L’Ecriture lue, proclamée, partagée, méditée devient par lui Parole goûtée et savoureuse qui éclaire la vie vraie et donne désir et courage de s’engager avec lui à aimer davantage et surtout plus juste. Quoi de plus légitime que de vouloir demeurer dans cet écart aérien et lumineux, et d’y dresser des tentes pour y rejoindre à temps compté ces voix prophétiques et sages si nourrissantes pour la foi ?

 

  1. C’est au creux de ce désir que s’entend la voix du Père, venant de plus haut encore que la montagne où elle retentit comme dans les fondements de la création, entrailles de la terre et entrailles de l’humanité « Celui-ci est mon fils bien aimé, écoutez-le ! » Le fruit de la vision, la fécondité de la prière ne consiste pas à dresser une tente idéale dans le retrait du monde pour y contempler Dieu et ses envoyés.

L’avenir, le fruit de la prière est dans l’accueil de cette présence divine en soi et dans le monde : la lumière qui éclaire et discerne, la Parole qui se fait chair et présence aimante, Dieu qui s’incarne et se révèle juste en toutes situations, viennent désormais à chacun de nous, pour faire en nous leur demeure.
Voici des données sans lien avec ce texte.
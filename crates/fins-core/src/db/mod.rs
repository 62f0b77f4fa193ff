//! Database access layer with connection pooling and migrations
//!
//! This module is organized by domain:
//! - `profiles` - Declared balance and salary per user
//! - `ledger` - Expense and income records, and the [`LedgerStore`] impl
//! - `summary` - Balance, salary and last-30-day totals
//!
//! [`LedgerStore`]: crate::ledger::LedgerStore

use chrono::{DateTime, NaiveDate, Utc};
use r2d2::{Pool, PooledConnection};
use r2d2_sqlite::SqliteConnectionManager;
use tracing::info;

use crate::error::{Error, Result};

mod ledger;
mod profiles;
mod summary;

pub use summary::SUMMARY_WINDOW_DAYS;


pub type DbPool = Pool<SqliteConnectionManager>;
pub type DbConn = PooledConnection<SqliteConnectionManager>;

/// Environment variable for database encryption key
pub const DB_KEY_ENV: &str = "FINS_DB_KEY";

/// Pooled connections per database
const POOL_SIZE: u32 = 8;

/// Hex SQLCipher key for a passphrase (Argon2id, fixed application salt)
///
/// The salt is fixed so a passphrase opens its database from any path.
fn derive_key(passphrase: &str) -> Result<String> {
    use argon2::{password_hash::SaltString, Argon2, PasswordHasher};

    // Changing this invalidates every existing encrypted database
    const APP_SALT: &[u8; 16] = b"fins-salt-v1-fix";

    let salt = SaltString::encode_b64(APP_SALT)
        .map_err(|e| Error::Encryption(format!("salt encoding: {}", e)))?;
    let digest = Argon2::default()
        .hash_password(passphrase.as_bytes(), &salt)
        .map_err(|e| Error::Encryption(format!("key derivation: {}", e)))?
        .hash
        .ok_or_else(|| Error::Encryption("key derivation produced no output".into()))?;

    Ok(hex::encode(digest.as_bytes()))
}

/// Read a SQLite `CURRENT_TIMESTAMP` column, falling back to now
pub(crate) fn parse_datetime(s: &str) -> DateTime<Utc> {
    chrono::NaiveDateTime::parse_from_str(s, "%Y-%m-%d %H:%M:%S")
        .map(|dt| dt.and_utc())
        .unwrap_or_else(|_| Utc::now())
}

/// Parse a stored `YYYY-MM-DD` date column
pub(crate) fn parse_date_column(idx: usize, s: &str) -> rusqlite::Result<NaiveDate> {
    NaiveDate::parse_from_str(s, "%Y-%m-%d").map_err(|e| {
        rusqlite::Error::FromSqlConversionFailure(idx, rusqlite::types::Type::Text, Box::new(e))
    })
}

/// Pooled handle on the ledger database
#[derive(Clone)]
pub struct Database {
    pool: DbPool,
}

impl Database {
    /// Open an encrypted database, keyed from `FINS_DB_KEY`
    ///
    /// Fails when the variable is unset. Use [`Database::new_unencrypted`]
    /// for local experiments.
    pub fn new(path: &str) -> Result<Self> {
        let passphrase = std::env::var(DB_KEY_ENV).map_err(|_| {
            Error::Encryption(format!(
                "{} is not set; export a passphrase or pass --no-encrypt",
                DB_KEY_ENV
            ))
        })?;
        Self::new_with_key(path, Some(&passphrase))
    }

    /// Open a plain SQLite database
    pub fn new_unencrypted(path: &str) -> Result<Self> {
        Self::new_with_key(path, None)
    }

    /// Open a database, applying the SQLCipher key on every pooled connection
    /// when a passphrase is given
    pub fn new_with_key(path: &str, passphrase: Option<&str>) -> Result<Self> {
        let manager = match passphrase {
            Some(pass) => {
                let pragma = format!("PRAGMA key = 'x\"{}\"';", derive_key(pass)?);
                SqliteConnectionManager::file(path).with_init(move |conn| conn.execute_batch(&pragma))
            }
            None => SqliteConnectionManager::file(path),
        };

        let db = Self {
            pool: Pool::builder().max_size(POOL_SIZE).build(manager)?,
        };
        db.run_migrations()?;

        info!(path, encrypted = passphrase.is_some(), "Database opened");
        Ok(db)
    }

    /// Fresh unencrypted database in the temp dir, for tests
    ///
    /// Backed by a file since SQLCipher's `:memory:` mode does not share
    /// state across pooled connections.
    pub fn in_memory() -> Result<Self> {
        use std::sync::atomic::{AtomicU64, Ordering};
        static NEXT: AtomicU64 = AtomicU64::new(0);

        let file = std::env::temp_dir().join(format!(
            "fins_test_{}_{}.db",
            std::process::id(),
            NEXT.fetch_add(1, Ordering::Relaxed)
        ));
        // Leftover from an earlier run with the same pid
        let _ = std::fs::remove_file(&file);

        Self::new_unencrypted(&file.to_string_lossy())
    }

    pub fn conn(&self) -> Result<DbConn> {
        Ok(self.pool.get()?)
    }

    /// Run database migrations
    fn run_migrations(&self) -> Result<()> {
        let conn = self.conn()?;

        conn.execute_batch(
            r#"
            PRAGMA foreign_keys = ON;

            -- WAL: readers don't block writers (creates -wal and -shm sidecars)
            PRAGMA journal_mode = WAL;
            PRAGMA synchronous = NORMAL;
            PRAGMA temp_store = MEMORY;

            -- Declared financial profile, one per user
            CREATE TABLE IF NOT EXISTS profiles (
                user_id TEXT PRIMARY KEY,
                current_balance REAL,
                salary REAL,
                created_at DATETIME DEFAULT CURRENT_TIMESTAMP,
                updated_at DATETIME DEFAULT CURRENT_TIMESTAMP
            );

            -- Outgoing cash movements (amount is a positive magnitude)
            CREATE TABLE IF NOT EXISTS expenses (
                id INTEGER PRIMARY KEY,
                user_id TEXT NOT NULL,
                date DATE NOT NULL,
                amount REAL NOT NULL,
                category TEXT NOT NULL,
                description TEXT NOT NULL DEFAULT '',
                import_hash TEXT UNIQUE,
                created_at DATETIME DEFAULT CURRENT_TIMESTAMP
            );

            CREATE INDEX IF NOT EXISTS idx_expenses_user_date ON expenses(user_id, date);

            -- Incoming cash movements
            CREATE TABLE IF NOT EXISTS incomes (
                id INTEGER PRIMARY KEY,
                user_id TEXT NOT NULL,
                date DATE NOT NULL,
                amount REAL NOT NULL,
                category TEXT NOT NULL DEFAULT 'misc',
                description TEXT NOT NULL DEFAULT '',
                import_hash TEXT UNIQUE,
                created_at DATETIME DEFAULT CURRENT_TIMESTAMP
            );

            CREATE INDEX IF NOT EXISTS idx_incomes_user_date ON incomes(user_id, date);
            "#,
        )?;

        Ok(())
    }
}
Vivre de la Parole ne consiste plus seulement à aller de soi vers Dieu pour trouver la lumière, mais à laisser, comme Marie, descendre jusqu’au fond des entrailles et du cœur  la Parole qui nous rejoint et nous ensemence, nous transforme mais aussi, comme Pierre ou Paul bien plus tard, nous met d’abord en silence, « en écoute ».

La « peur » et la « torpeur » qui nous saisissent comme bien des envoyés de Dieu dans le récit biblique, évoquent très concrètement cette lente germination en nous de la Parole qui nous travaille silencieusement jusqu’en nos « jointures et nos articulations », traversant notre épaisseur, nos lenteurs, nos résistances et nos peurs. Surtout celle de laisser le Christ, l’amour fait chair, prendre possession de nous et nous entraîner de l’intérieur dans sa dynamique d’amour, y réorienter notre vie comme y invite le Carême.

La peur la plus tenace (comme on le voit chez Pierre en maintes occasions, ou chez Nicodème ou Zachée), c’est celle qui retient d’entrer dans la vie de l’Esprit, la vie spirituelle. Elle fonde illusoirement le « croire » sur le « voir ». Cet Evangile, au contraire, nous fait passer du « voir » et de la recherche du « voir », à « l’écoute » qui fonde la capacité de voir ce qu’on ne voyait pas. En effet, chercher à voir Dieu me situe devant lui et me fait courir le risque de le regarder comme un objet que je décris selon mon point de « vue ». Même bien éclairé par les textes et la prière, je reste maître chez moi. Mais si sa Parole me touche et me fait descendre avec elle au plus profond de moi-même, comme le découvre Zachée, alors c’est une source de vie qui jaillit en moi, fait craquer toutes sortes de préventions et de retenues au profit d’une plus grande simplicité et d’un don de soi, d’une sortie de soi, qui change le regard porté sur Dieu, sur soi-même et les autres.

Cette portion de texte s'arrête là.